▶ **Task requirements**
Pull each line with the string "left" from the entries.

▶ **Data**
-*-

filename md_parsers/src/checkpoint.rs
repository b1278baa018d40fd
//! Model checkpoints stored as safetensors files.
//!
//! Every tensor of the file becomes a [`ParamValue::Tensor`], decoded to `f64`, and every entry of
//! the free-form `__metadata__` header becomes a [`ParamValue::Scalar`].

use std::collections::{BTreeMap, HashMap};
use std::fmt;
use std::fs;
use std::path::Path;

use byteorder::{ByteOrder, LittleEndian};
use half::{bf16, f16};
use safetensors::{
    Dtype,
    SafeTensors,
    tensor::TensorView,
};
use shared::{
    bail,
    ensure,
    Context,
    Result,
};


#[derive(Clone, Debug, PartialEq)]
pub struct Tensor {
    pub dtype: String,
    pub shape: Vec<usize>,
    pub data:  Vec<f64>,
}


impl Tensor {
    pub fn new(shape: Vec<usize>, data: Vec<f64>) -> Result<Self> {
        ensure!(shape.iter().product::<usize>() == data.len(),
            "Tensor of shape {:?} cannot hold {} elements.", shape, data.len());
        Ok(Self { dtype: String::from("F64"), shape, data })
    }

    pub fn numel(&self) -> usize { self.data.len() }
}


#[derive(Clone, Debug, PartialEq)]
pub enum ParamValue {
    Tensor(Tensor),
    Scalar(String),
}


impl fmt::Display for ParamValue {
    fn fmt(&self, f: &mut fmt::Formatter<'_>) -> fmt::Result {
        match self {
            ParamValue::Tensor(t) => write!(f, "tensor {} {}", t.dtype, shared::shape_str(&t.shape)),
            ParamValue::Scalar(s) => write!(f, "{:?}", s),
        }
    }
}


/// Mapping from parameter name to its stored value, ordered by name.
#[derive(Clone, Debug, Default, PartialEq)]
pub struct ParameterMapping {
    pub params: BTreeMap<String, ParamValue>,
}


fn decode_tensor(view: &TensorView) -> Result<Tensor> {
    let bytes = view.data();
    let data: Vec<f64> = match view.dtype() {
        Dtype::F64  => bytes.chunks_exact(8).map(LittleEndian::read_f64).collect(),
        Dtype::F32  => bytes.chunks_exact(4).map(|b| LittleEndian::read_f32(b) as f64).collect(),
        Dtype::F16  => bytes.chunks_exact(2).map(|b| f16::from_bits(LittleEndian::read_u16(b)).to_f64()).collect(),
        Dtype::BF16 => bytes.chunks_exact(2).map(|b| bf16::from_bits(LittleEndian::read_u16(b)).to_f64()).collect(),
        Dtype::I64  => bytes.chunks_exact(8).map(|b| LittleEndian::read_i64(b) as f64).collect(),
        Dtype::I32  => bytes.chunks_exact(4).map(|b| LittleEndian::read_i32(b) as f64).collect(),
        Dtype::I16  => bytes.chunks_exact(2).map(|b| LittleEndian::read_i16(b) as f64).collect(),
        Dtype::I8   => bytes.iter().map(|&b| b as i8 as f64).collect(),
        Dtype::U8   => bytes.iter().map(|&b| b as f64).collect(),
        Dtype::BOOL => bytes.iter().map(|&b| if b != 0 { 1.0 } else { 0.0 }).collect(),
        other => bail!("Unsupported tensor dtype {:?}.", other),
    };

    Tensor::new(view.shape().to_vec(), data)
        .map(|t| Tensor { dtype: format!("{:?}", view.dtype()), ..t })
}


impl ParameterMapping {
    pub fn len(&self) -> usize { self.params.len() }
    pub fn is_empty(&self) -> bool { self.params.is_empty() }
    pub fn get(&self, key: &str) -> Option<&ParamValue> { self.params.get(key) }
    pub fn keys(&self) -> impl Iterator<Item=&String> { self.params.keys() }

    pub fn from_bytes(buffer: &[u8]) -> Result<Self> {
        let st = SafeTensors::deserialize(buffer)?;
        let (_, header) = SafeTensors::read_metadata(buffer)?;

        let mut params = BTreeMap::new();
        for (name, view) in st.tensors() {
            let tensor = decode_tensor(&view)
                .with_context(|| format!("Failed to decode tensor {:?}.", name))?;
            params.insert(name, ParamValue::Tensor(tensor));
        }

        if let Some(meta) = header.metadata() {
            for (key, value) in meta.iter() {
                ensure!(!params.contains_key(key),
                    "Metadata entry {:?} collides with a tensor of the same name.", key);
                params.insert(key.clone(), ParamValue::Scalar(value.clone()));
            }
        }

        Ok(Self { params })
    }

    pub fn from_file<P>(path: P) -> Result<Self>
    where P: AsRef<Path> {
        let path = path.as_ref();
        let buffer = fs::read(path)
            .with_context(|| format!("Failed to read checkpoint {:?}.", path))?;
        Self::from_bytes(&buffer)
            .with_context(|| format!("Failed to parse {:?} as safetensors checkpoint.", path))
    }

    /// Serialize as safetensors, tensors are stored as `F64`.
    pub fn to_bytes(&self) -> Result<Vec<u8>> {
        let mut buffers = vec![];
        let mut meta = HashMap::new();

        for (key, value) in self.params.iter() {
            match value {
                ParamValue::Tensor(t) => {
                    let mut buf = vec![0u8; t.numel() * 8];
                    LittleEndian::write_f64_into(&t.data, &mut buf);
                    buffers.push((key.as_str(), t.shape.clone(), buf));
                },
                ParamValue::Scalar(s) => {
                    meta.insert(key.clone(), s.clone());
                },
            }
        }

        let views = buffers.iter()
            .map(|(key, shape, buf)| Ok((*key, TensorView::new(Dtype::F64, shape.clone(), buf)?)))
            .collect::<Result<Vec<_>>>()?;
        let meta = if meta.is_empty() { None } else { Some(meta) };

        Ok(safetensors::serialize(views, &meta)?)
    }

    pub fn save_to_file<P>(&self, path: P) -> Result<()>
    where P: AsRef<Path> {
        let path = path.as_ref();
        fs::write(path, self.to_bytes()?)
            .with_context(|| format!("Failed to write checkpoint {:?}.", path))
    }
}


impl FromIterator<(String, ParamValue)> for ParameterMapping {
    fn from_iter<I: IntoIterator<Item=(String, ParamValue)>>(iter: I) -> Self {
        Self { params: iter.into_iter().collect() }
    }
}
pub mod config;
pub use config::*;

pub mod diagnostics;
pub use diagnostics::*;
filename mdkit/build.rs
fn main() {
    built::write_built_file().expect("Failed to acquire build-time information");
}
use std::fmt;


/// A per-item problem which is reported but does not stop the run.
#[derive(Clone, Debug, PartialEq, Eq)]
pub struct Warning {
    pub subject: String,
    pub message: String,
}


impl Warning {
    pub fn new(subject: impl Into<String>, message: impl Into<String>) -> Self {
        Self { subject: subject.into(), message: message.into() }
    }
}


impl fmt::Display for Warning {
    fn fmt(&self, f: &mut fmt::Formatter<'_>) -> fmt::Result {
        write!(f, "{}: {}", self.subject, self.message)
    }
}
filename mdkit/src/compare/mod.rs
pub mod compare_impl;
pub use compare_impl::{
    compare_checkpoints,
    CompareOutcome,
    CompareReport,
    KeyComparison,
    KeyReport,
};

pub mod command;
pub use command::CompareCommand;
//! Core trait definition for match functions.
//!
//! The engine never sees the two sequences themselves. Everything it knows
//! about them flows through a [`Matcher`]: a capability object that grades
//! the pairing of the `i`th element of the first sequence with the `j`th
//! element of the second. This keeps the search generic over element types,
//! comparison semantics, and whatever caller state the grading needs.
//!
//! Plain closures implement the trait via a blanket impl, so ad-hoc match
//! functions need no wrapper type:
//!
//! ```
//! use flcs::{FlcsEngine, Matcher};
//!
//! let diagonal = |i: u32, j: u32| if i == j { 1.0 } else { 0.0 };
//! assert_eq!(diagonal.score(2, 2), 1.0);
//!
//! let mut engine = FlcsEngine::with_branch_threshold(3, 3, diagonal, 1.0);
//! assert_eq!(engine.run().total_match, 3.0);
//! ```

/// Grades the match between the `i`th element of the first sequence and the
/// `j`th element of the second.
///
/// # Contract
/// Implementations must guarantee:
///
/// - The returned value lies in `[0, 1]`: 0 means no match, anything above
///   is a match weighted by quality. Values outside that range break the
///   bound arithmetic of the search and are rejected by debug assertions at
///   the evaluation site.
/// - Within one engine run the result is a pure function of `(i, j)`. The
///   engine calls [`score`](Self::score) at most once per distinct cell and
///   caches the result, so impure matchers produce unreproducible paths.
///
/// The engine invokes the matcher synchronously from its step loop; a slow
/// matcher directly slows the search.
pub trait Matcher {
    /// Match value for the pair `(i, j)`, in `[0, 1]`.
    fn score(&self, i: u32, j: u32) -> f32;
}

impl<F> Matcher for F
where
    F: Fn(u32, u32) -> f32,
{
    fn score(&self, i: u32, j: u32) -> f32 {
        self(i, j)
    }
}
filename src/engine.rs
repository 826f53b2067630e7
//! Best-path driver over the lazily evaluated match matrix.
//!
//! The engine explores the W×H grid best-first: it pops the most promising
//! candidate off the frontier, evaluates that cell's match value on first
//! visit, records the best cumulative score reaching the cell, and emits up
//! to three successors. A diagonal successor consumes the match; right and
//! down successors skip the row or column and carry the pre-eval score
//! unchanged. Every improvement raises the lower bound and prunes the
//! frontier tail against it. When the frontier drains, a back-walk over the
//! matrix recovers the best path.
//!
//! Worst case the search fills the matrix, O(W·H); on well-matched inputs
//! pruning keeps it near-linear in the sequence length.

use crate::frontier::CandidateQueue;
use crate::matrix::MatchMatrix;
use crate::traits::Matcher;
use crate::utils::{max_possible_score, scores_match, SCORE_TOLERANCE};

/// Branch threshold used by [`FlcsEngine::new`].
pub const DEFAULT_BRANCH_THRESHOLD: f32 = 0.95;

/// One match on the best path: the `i`th element of the first sequence
/// paired with the `j`th element of the second, at weight `value`.
#[derive(Clone, Copy, Debug, PartialEq)]
pub struct ResultMatch {
    pub i: u32,
    pub j: u32,
    /// Match value of this pair, in `(0, 1]`.
    pub value: f32,
}

/// Outcome of a completed run.
#[derive(Clone, Debug, PartialEq)]
pub struct MatchResult {
    /// Accumulated match value of the best path.
    pub total_match: f32,
    /// The matches on the best path, in forward order: `i` and `j` are
    /// strictly increasing and the values sum to `total_match` (within
    /// floating tolerance).
    pub matches: Vec<ResultMatch>,
}

/// Fuzzy-LCS search engine.
///
/// Typical usage:
/// ```
/// use flcs::{matchers::ExactMatcher, FlcsEngine};
///
/// let s: &[u8] = b"ACCGGTCGAG";
/// let t: &[u8] = b"GTCGTTCGGA";
/// let matcher = ExactMatcher::new(s, t);
/// let (width, height) = matcher.dims();
/// let mut engine = FlcsEngine::with_branch_threshold(width, height, matcher, 1.0);
/// let result = engine.run();
/// println!("common subsequence weight: {}", result.total_match);
/// println!("evaluated {} of {} cells", engine.num_evals(), width * height);
/// ```
///
/// An engine instance is single-threaded and holds no shared state;
/// distinct instances are independent.
pub struct FlcsEngine<M: Matcher> {
    matcher: M,
    matrix: MatchMatrix,
    frontier: CandidateQueue,
    branch_threshold: f32,
    /// Best complete-path score seen so far; negative until the first
    /// candidate runs off the matrix.
    best_match: f32,
    /// Cell whose expansion produced `best_match`: the last real matrix
    /// position on that path.
    best_res: (u32, u32),
    num_steps: u32,
    num_evals: u32,
}

impl<M: Matcher> FlcsEngine<M> {
    /// Create an engine with the default branch threshold.
    ///
    /// `width` and `height` are the lengths of the first and second
    /// sequence; the matcher grades pairs of their elements.
    ///
    /// # Panics
    /// Panics if `width` or `height` is zero.
    pub fn new(width: u32, height: u32, matcher: M) -> Self {
        Self::with_branch_threshold(width, height, matcher, DEFAULT_BRANCH_THRESHOLD)
    }

    /// Create an engine with an explicit branch threshold.
    ///
    /// A cell whose match value reaches the threshold is taken as good
    /// enough that skipping it cannot pay off, and its skip successors are
    /// suppressed. At `1.0` the search is exact; below, a speed/accuracy
    /// trade-off.
    ///
    /// # Panics
    /// Panics if `width` or `height` is zero, or if `branch_threshold`
    /// exceeds `1.0`.
    pub fn with_branch_threshold(
        width: u32,
        height: u32,
        matcher: M,
        branch_threshold: f32,
    ) -> Self {
        assert!(
            branch_threshold <= 1.0,
            "branch threshold must not exceed 1.0"
        );
        let mut engine = Self {
            matcher,
            matrix: MatchMatrix::new(width, height),
            frontier: CandidateQueue::new(width, height),
            branch_threshold,
            best_match: -1.0,
            best_res: (0, 0),
            num_steps: 0,
            num_evals: 0,
        };
        engine.frontier.insert(0, 0, 0.0);
        engine
    }

    /// Length of the first sequence.
    #[inline]
    pub fn width(&self) -> u32 {
        self.matrix.width()
    }

    /// Length of the second sequence.
    #[inline]
    pub fn height(&self) -> u32 {
        self.matrix.height()
    }

    /// Configured branch threshold.
    #[inline]
    pub fn branch_threshold(&self) -> f32 {
        self.branch_threshold
    }

    /// The match function driving this engine.
    pub fn matcher(&self) -> &M {
        &self.matcher
    }

    /// Number of frontier expansions performed so far.
    #[inline]
    pub fn num_steps(&self) -> u32 {
        self.num_steps
    }

    /// Number of matcher invocations so far. At most one per cell, so
    /// bounded by `width * height`; far below it on well-matched inputs.
    #[inline]
    pub fn num_evals(&self) -> u32 {
        self.num_evals
    }

    /// Perform one frontier expansion. Returns `false` iff the frontier is
    /// empty and the search is finished.
    pub fn step(&mut self) -> bool {
        let Some(cand) = self.frontier.pop() else {
            return false;
        };
        self.num_steps += 1;

        // Pruning keeps the frontier mostly above `best_match`, but not
        // strictly: a skip successor that runs off the matrix raises the
        // bound without a prune, so a stale candidate below it can still
        // surface here. It is wasted work, not an error; the dominance
        // check and the insert bound keep it from spreading.

        let cell = *self.matrix.get(cand.i, cand.j);
        if cell.best >= cand.score + 1.0 {
            // An earlier visit dominates any completion through this cell:
            // the eval still to be added is at most 1.
            return true;
        }

        let eval = if cell.is_evaluated() {
            cell.eval()
        } else {
            let eval = self.matcher.score(cand.i, cand.j);
            debug_assert!(
                (0.0..=1.0).contains(&eval),
                "matcher returned {eval} for ({}, {}), outside [0, 1]",
                cand.i,
                cand.j
            );
            self.matrix.get_mut(cand.i, cand.j).eval = eval;
            self.num_evals += 1;
            eval
        };

        let new_score = cand.score + eval;
        if new_score > cell.best {
            self.matrix.get_mut(cand.i, cand.j).best = new_score;

            if eval > 0.0 {
                self.add_candidate(new_score, cand.i, cand.j, 1, 1);
                // Throw out whatever can no longer reach the raised bound.
                self.frontier.prune(new_score);
            }

            if eval < self.branch_threshold {
                // Skip this row / this column. The move consumes no match,
                // so both successors carry the pre-eval score.
                self.add_candidate(cand.score, cand.i, cand.j, 1, 0);
                self.add_candidate(cand.score, cand.i, cand.j, 0, 1);
            }
        }

        true
    }

    /// Run the search to completion and return the best path.
    ///
    /// May be called after manual [`step`](Self::step)ping; it finishes the
    /// remaining work. Running again afterwards reproduces the same result.
    pub fn run(&mut self) -> MatchResult {
        #[cfg(feature = "tracing")]
        let span = tracing::info_span!("flcs_run", width = self.width(), height = self.height());
        #[cfg(feature = "tracing")]
        let _enter = span.enter();

        while self.step() {}

        #[cfg(feature = "tracing")]
        tracing::debug!(
            steps = self.num_steps,
            evals = self.num_evals,
            best = self.best_match,
            "frontier drained"
        );

        self.reconstruct()
    }

    /// Queue the successor of `(i, j)` displaced by `(add_i, add_j)`,
    /// reaching it with accumulated score `score`.
    fn add_candidate(&mut self, score: f32, i: u32, j: u32, add_i: u32, add_j: u32) {
        if i + add_i >= self.width() || j + add_j >= self.height() {
            // The path runs off the matrix: a complete run ending at (i, j).
            if score > self.best_match {
                self.best_match = score;
                self.best_res = (i, j);
            }
            return;
        }

        let max_possible =
            max_possible_score(score, self.width(), self.height(), i + add_i, j + add_j);
        if max_possible > self.best_match {
            self.frontier.insert(i + add_i, j + add_j, score);
        }
    }

    /// Walk the matrix back from the best terminal cell, collecting the
    /// matches of the best path.
    ///
    /// The walk keeps the portion of the best score not yet explained.
    /// Standing at a cell, it first tries to hand the remainder to a
    /// neighbour: up/left if a skip move out of that neighbour carried
    /// exactly the remainder (its best minus its own eval), diagonally if
    /// the neighbour's best is the remainder itself. When no neighbour
    /// accounts for it, the difference was earned at the current cell and
    /// its match is emitted. This subsumes the equal-best hop of the
    /// classical backtrack and also explains matches that the path entered
    /// through a skip move rather than diagonally.
    fn reconstruct(&self) -> MatchResult {
        #[cfg(feature = "tracing")]
        let span = tracing::trace_span!("reconstruct", best = self.best_match);
        #[cfg(feature = "tracing")]
        let _enter = span.enter();

        debug_assert!(
            self.best_match >= 0.0,
            "a drained frontier implies at least one complete run"
        );
        let total_match = self.best_match.max(0.0);
        let mut matches = Vec::with_capacity(self.width().min(self.height()) as usize);

        let (mut i, mut j) = self.best_res;
        let mut remaining = total_match;
        // Exclusive coordinate bounds for the next emission; keeps the
        // collected matches strictly monotone even on heuristic runs whose
        // matrix under-explains the best score.
        let (mut bound_i, mut bound_j) = (u32::MAX, u32::MAX);

        while remaining > SCORE_TOLERANCE {
            if i > 0 && self.skip_explains(i - 1, j, remaining) {
                i -= 1;
                continue;
            }
            if j > 0 && self.skip_explains(i, j - 1, remaining) {
                j -= 1;
                continue;
            }
            if i > 0 && j > 0 && scores_match(self.matrix.get(i - 1, j - 1).best(), remaining) {
                i -= 1;
                j -= 1;
                continue;
            }

            let cell = self.matrix.get(i, j);
            if i >= bound_i || j >= bound_j || cell.eval() <= 0.0 {
                // Only reachable below an exact branch threshold, where the
                // search is declaredly heuristic: stop rather than emit an
                // inconsistent match.
                break;
            }
            matches.push(ResultMatch {
                i,
                j,
                value: cell.eval(),
            });
            remaining -= cell.eval();
            (bound_i, bound_j) = (i, j);
        }

        matches.reverse();
        MatchResult {
            total_match,
            matches,
        }
    }

    /// True when a skip move out of `(i, j)` carried exactly `remaining`:
    /// skip successors carry the pre-eval score, which is the cell's best
    /// minus its own eval.
    fn skip_explains(&self, i: u32, j: u32, remaining: f32) -> bool {
        let cell = self.matrix.get(i, j);
        cell.has_path() && scores_match(cell.best() - cell.eval().max(0.0), remaining)
    }
}

#[cfg(test)]
mod tests {
    use super::*;

    #[test]
    fn step_reports_exhaustion() {
        let mut engine = FlcsEngine::with_branch_threshold(1, 1, |_: u32, _: u32| 1.0, 1.0);
        assert!(engine.step());
        // Seed expanded; its diagonal successor ran off the 1x1 matrix.
        assert!(!engine.step());
        assert!(!engine.step());
        assert_eq!(engine.num_steps(), 1);
        assert_eq!(engine.num_evals(), 1);
    }

    #[test]
    fn run_after_manual_steps_finishes_the_search() {
        let eq = |i: u32, j: u32| if i == j { 1.0 } else { 0.0 };
        let mut engine = FlcsEngine::with_branch_threshold(4, 4, eq, 1.0);
        assert!(engine.step());
        assert!(engine.step());
        let result = engine.run();
        assert_eq!(result.total_match, 4.0);
        assert_eq!(result.matches.len(), 4);
    }

    #[test]
    fn rerunning_a_finished_engine_reproduces_the_result() {
        let eq = |i: u32, j: u32| if i + 1 == j { 0.75 } else { 0.0 };
        let mut engine = FlcsEngine::with_branch_threshold(4, 5, eq, 1.0);
        let first = engine.run();
        let steps = engine.num_steps();
        let second = engine.run();
        assert_eq!(first, second);
        assert_eq!(engine.num_steps(), steps, "no further expansions");
    }

    #[test]
    fn well_matched_input_evaluates_only_the_diagonal() {
        let eq = |i: u32, j: u32| if i == j { 1.0 } else { 0.0 };
        let mut engine = FlcsEngine::with_branch_threshold(16, 16, eq, 1.0);
        let result = engine.run();
        assert_eq!(result.total_match, 16.0);
        assert_eq!(engine.num_evals(), 16);
    }

    #[test]
    fn dominated_revisit_is_discarded() {
        // (1,1) is reachable through skips along the top row and the left
        // column; once its match raised `best` to 1, the second skip visit
        // (score 0) is dominated and must expand nothing.
        let m = |i: u32, j: u32| if i == j && i > 0 { 1.0 } else { 0.0 };
        let mut engine = FlcsEngine::with_branch_threshold(3, 3, m, 1.0);
        let result = engine.run();
        assert_eq!(result.total_match, 2.0);
        assert_eq!(
            result.matches,
            vec![
                ResultMatch { i: 1, j: 1, value: 1.0 },
                ResultMatch { i: 2, j: 2, value: 1.0 },
            ]
        );
        assert_eq!(engine.num_evals(), 5);
        assert_eq!(engine.num_steps(), 6, "one expansion is a dominated discard");
    }

    #[test]
    fn counters_start_at_zero() {
        let engine = FlcsEngine::new(2, 2, |_: u32, _: u32| 0.0);
        assert_eq!(engine.num_steps(), 0);
        assert_eq!(engine.num_evals(), 0);
        assert_eq!(engine.branch_threshold(), DEFAULT_BRANCH_THRESHOLD);
    }

    #[test]
    #[should_panic]
    fn threshold_above_one_is_rejected() {
        let _ = FlcsEngine::with_branch_threshold(2, 2, |_: u32, _: u32| 0.0, 1.5);
    }

    #[test]
    #[should_panic]
    fn zero_height_is_rejected() {
        let _ = FlcsEngine::new(2, 0, |_: u32, _: u32| 0.0);
    }
}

-*-

▶ **Exercise solution**
    /// neighbour: up/left if a skip move out of that neighbour carried
        // (1,1) is reachable through skips along the top row and the left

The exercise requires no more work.